The official was not authorized to publicly discuss the incident by name and insisted on anonymity.


Associated Press Alert

WASHINGTON (AP) -- Police have now ended the lockdown at the U.S. Capitol building. It began when gunshots were fired outside the building today, reportedly injuring a police officer.

A tourist who was outside the building says the shooting unfolded after police chased a car up Constitution Avenue toward the Capitol. He says he "heard the gunfire" and hit the ground.

Senator Bob Casey of Pennsylvania says he was walking from the Capitol to a Senate office building when he noticed several police officers riding quickly up Constitution Avenue on motorcycles. He says he then heard three to five "pops" -- and that officers soon moved everyone into the Capitol building.

As a warning was sounded, the House went into recess. The Senate also suspended business.

The House had just approved legislation aimed at partly lifting the government shutdown by paying National Guard and Reserve members.


Associated Press Alert

APNewsAlert: WASHINGTON (AP) -- US Capitol Police say lockdown on Capitol has been lifted.


Associated Press Release

WASHINGTON (AP) -- A police officer is reported hurt after gunfire today at the U.S. Capitol building.

The Senate's Sergeant at Arms, Terrance Gainer, says, "There are reports of injuries." FBI agents headed to the scene.

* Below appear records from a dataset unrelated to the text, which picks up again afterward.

//! Entity and power-up spawning
//!
//! Decides when something new appears and where. Timing is measured in
//! round milliseconds from the round clock, never wall time.

use glam::Vec2;

use super::rng::RandomSource;
use super::state::{Difficulty, Entity, EntityKind, PowerUp, PowerUpKind, RoundConfig};
use crate::consts::*;

/// Spawn scheduler owning the round's random source and id allocation
#[derive(Debug, Clone)]
pub struct Spawner<R> {
    rng: R,
    /// Round time of the last entity spawn (None before the first)
    last_spawn_ms: Option<u64>,
    next_id: u32,
}

impl<R: RandomSource> Spawner<R> {
    /// Spawner drawing every roll from `rng`
    pub fn new(rng: R) -> Self {
        Self {
            rng,
            last_spawn_ms: None,
            next_id: 1,
        }
    }

    /// Forget spawn timing; ids keep increasing across rounds
    pub fn reset(&mut self) {
        self.last_spawn_ms = None;
    }

    fn next_entity_id(&mut self) -> u32 {
        let id = self.next_id;
        self.next_id = self.next_id.wrapping_add(1).max(1);
        id
    }

    /// Spawn an entity if the cap and the spawn delay allow it.
    ///
    /// The first spawn of a round happens on the first tick.
    pub fn maybe_spawn_entity(
        &mut self,
        now_ms: u64,
        config: &RoundConfig,
        difficulty: Difficulty,
        live_entities: usize,
    ) -> Option<Entity> {
        if live_entities >= config.max_entities as usize {
            return None;
        }
        if let Some(last) = self.last_spawn_ms {
            let since = now_ms.saturating_sub(last) as f32;
            if since < config.spawn_delay_ms(difficulty) {
                return None;
            }
        }

        let Some((kind, pos, vel)) = self.roll_entity(difficulty) else {
            log::warn!("Random source failed, skipping entity spawn");
            return None;
        };

        self.last_spawn_ms = Some(now_ms);
        let entity = Entity::new(self.next_entity_id(), kind, pos, vel);
        log::debug!("Spawned {:?} #{} at {:?}", entity.kind, entity.id, entity.pos);
        Some(entity)
    }

    fn roll_entity(&mut self, difficulty: Difficulty) -> Option<(EntityKind, Vec2, Vec2)> {
        let kind = if self.rng.percent()? < difficulty.tier().hazard_percent() {
            EntityKind::Hazard
        } else {
            EntityKind::Benign
        };
        let pos = Vec2::new(
            self.rng.range(0.0, ENTITY_SPAWN_WIDTH)?,
            self.rng.range(0.0, ENTITY_SPAWN_HEIGHT)?,
        );
        let vel = Vec2::new(
            self.rng.range(-ENTITY_MAX_AXIS_SPEED, ENTITY_MAX_AXIS_SPEED)?,
            self.rng.range(-ENTITY_MAX_AXIS_SPEED, ENTITY_MAX_AXIS_SPEED)?,
        );
        Some((kind, pos, vel))
    }

    /// Spawn a power-up once per interval, counted from round start or the
    /// last activation, and only while no power-up is on the field or in effect.
    pub fn maybe_spawn_power_up(
        &mut self,
        now_ms: u64,
        config: &RoundConfig,
        last_activation_ms: Option<u64>,
        occupied: bool,
    ) -> Option<PowerUp> {
        if occupied {
            return None;
        }
        let since = now_ms.saturating_sub(last_activation_ms.unwrap_or(0));
        if since < config.power_up_interval_ms() {
            return None;
        }

        let Some(pos) = self.roll_power_up_pos() else {
            log::warn!("Random source failed, skipping power-up spawn");
            return None;
        };

        let power_up = PowerUp::new(self.next_entity_id(), PowerUpKind::FieldEffect, pos);
        log::debug!("Spawned power-up #{} at {:?}", power_up.id, power_up.pos);
        Some(power_up)
    }

    fn roll_power_up_pos(&mut self) -> Option<Vec2> {
        Some(Vec2::new(
            self.rng.range(0.0, POWER_UP_SPAWN_WIDTH)? + POWER_UP_SPAWN_MARGIN,
            self.rng.range(0.0, POWER_UP_SPAWN_HEIGHT)? + POWER_UP_SPAWN_MARGIN,
        ))
    }
}

#[cfg(test)]
mod tests {
    use super::*;
    use crate::sim::rng::{FailingSource, PcgSource, ScriptedSource};

    fn d(level: u8) -> Difficulty {
        Difficulty::new(level).unwrap()
    }

    #[test]
    fn test_first_spawn_is_immediate() {
        let mut spawner = Spawner::new(PcgSource::new(1));
        let config = RoundConfig::default();
        assert!(spawner.maybe_spawn_entity(0, &config, d(5), 0).is_some());
    }

    #[test]
    fn test_spawn_delay_respected() {
        let mut spawner = Spawner::new(PcgSource::new(1));
        let config = RoundConfig::default();
        // Difficulty 5 at speed 1.0 => 2200 ms between spawns
        assert!(spawner.maybe_spawn_entity(100, &config, d(5), 0).is_some());
        assert!(spawner.maybe_spawn_entity(2299, &config, d(5), 1).is_none());
        assert!(spawner.maybe_spawn_entity(2300, &config, d(5), 1).is_some());
    }

    #[test]
    fn test_spawn_respects_cap() {
        let mut spawner = Spawner::new(PcgSource::new(1));
        let config = RoundConfig {
            max_entities: 2,
            ..Default::default()
        };
        assert!(spawner.maybe_spawn_entity(0, &config, d(1), 2).is_none());
        assert!(spawner.maybe_spawn_entity(0, &config, d(1), 1).is_some());
    }

    #[test]
    fn test_hazard_roll_uses_tier() {
        let config = RoundConfig::default();
        // percent 15: hazard at tier Medium (20%), benign at tier Easy (10%)
        let script = vec![0.15, 0.5, 0.5, 0.5, 0.5];
        let mut easy = Spawner::new(ScriptedSource::new(script.clone()));
        let mut medium = Spawner::new(ScriptedSource::new(script));
        let e = easy.maybe_spawn_entity(0, &config, d(2), 0).unwrap();
        let m = medium.maybe_spawn_entity(0, &config, d(5), 0).unwrap();
        assert_eq!(e.kind, EntityKind::Benign);
        assert_eq!(m.kind, EntityKind::Hazard);
    }

    #[test]
    fn test_spawn_placement_and_velocity() {
        let config = RoundConfig::default();
        let mut spawner = Spawner::new(ScriptedSource::new(vec![0.9, 0.5, 0.25, 0.0, 0.75]));
        let e = spawner.maybe_spawn_entity(0, &config, d(1), 0).unwrap();
        assert_eq!(e.pos, Vec2::new(400.0, 150.0));
        assert_eq!(e.vel, Vec2::new(-2.0, 1.0));
        assert!(!e.affected);
        assert!(!e.has_reacted);
    }

    #[test]
    fn test_ids_unique() {
        let mut spawner = Spawner::new(PcgSource::new(3));
        let config = RoundConfig::default();
        let a = spawner.maybe_spawn_entity(0, &config, d(10), 0).unwrap();
        let p = spawner.maybe_spawn_power_up(30_000, &config, None, false).unwrap();
        let b = spawner.maybe_spawn_entity(10_000, &config, d(10), 1).unwrap();
        assert_ne!(a.id, p.id);
        assert_ne!(a.id, b.id);
        assert_ne!(p.id, b.id);
    }

    #[test]
    fn test_power_up_interval_from_round_start() {
        let mut spawner = Spawner::new(PcgSource::new(9));
        let config = RoundConfig::default(); // 30 s
        assert!(spawner.maybe_spawn_power_up(29_999, &config, None, false).is_none());
        let p = spawner.maybe_spawn_power_up(30_000, &config, None, false).unwrap();
        assert!(!p.active);
        assert!(p.pos.x >= 50.0 && p.pos.x < 750.0);
        assert!(p.pos.y >= 50.0 && p.pos.y < 550.0);
    }

    #[test]
    fn test_power_up_interval_from_last_activation() {
        let mut spawner = Spawner::new(PcgSource::new(9));
        let config = RoundConfig::default();
        assert!(spawner.maybe_spawn_power_up(45_000, &config, Some(20_000), false).is_none());
        assert!(spawner.maybe_spawn_power_up(50_000, &config, Some(20_000), false).is_some());
    }

    #[test]
    fn test_power_up_exclusive() {
        let mut spawner = Spawner::new(PcgSource::new(9));
        let config = RoundConfig::default();
        assert!(spawner.maybe_spawn_power_up(60_000, &config, None, true).is_none());
    }

    #[test]
    fn test_failed_source_skips_spawn() {
        let mut spawner = Spawner::new(FailingSource);
        let config = RoundConfig::default();
        assert!(spawner.maybe_spawn_entity(0, &config, d(5), 0).is_none());
        assert!(spawner.maybe_spawn_power_up(60_000, &config, None, false).is_none());
        // Timing is not consumed by a failed attempt
        assert!(spawner.last_spawn_ms.is_none());
    }
}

The entire complex was put on lockdown.

As the warning was sounded, the House abruptly went into recess and lawmakers left the chamber floor. The House had just finished approving legislation aimed at partly lifting the government shutdown by paying National Guard and Reserve members.

Across the street, people standing outside the Supreme Court were hurried into the court building.

The White House was quickly locked down after the incident, and the stretch of Pennsylvania Avenue in front of the compound was closed to pedestrians.

The gunfire comes two weeks after a deadly shooting at the Navy Yard, near the Capitol.


Associated Press Release

WASHINGTON (AP) -- Police say the U.S. Capitol has been put on a security lockdown amid reports of possible shots fired outside the building.

People standing outside the Supreme Court across the street from Congress were hurried into the court building by authorities.

In a notice distributed by email, the U.S. Capitol Police advised everyone to "close, lock and stay away from external doors and windows.The notice said gunshots have been reported on Capitol Hill. There are unconfirmed reports of an officer injured.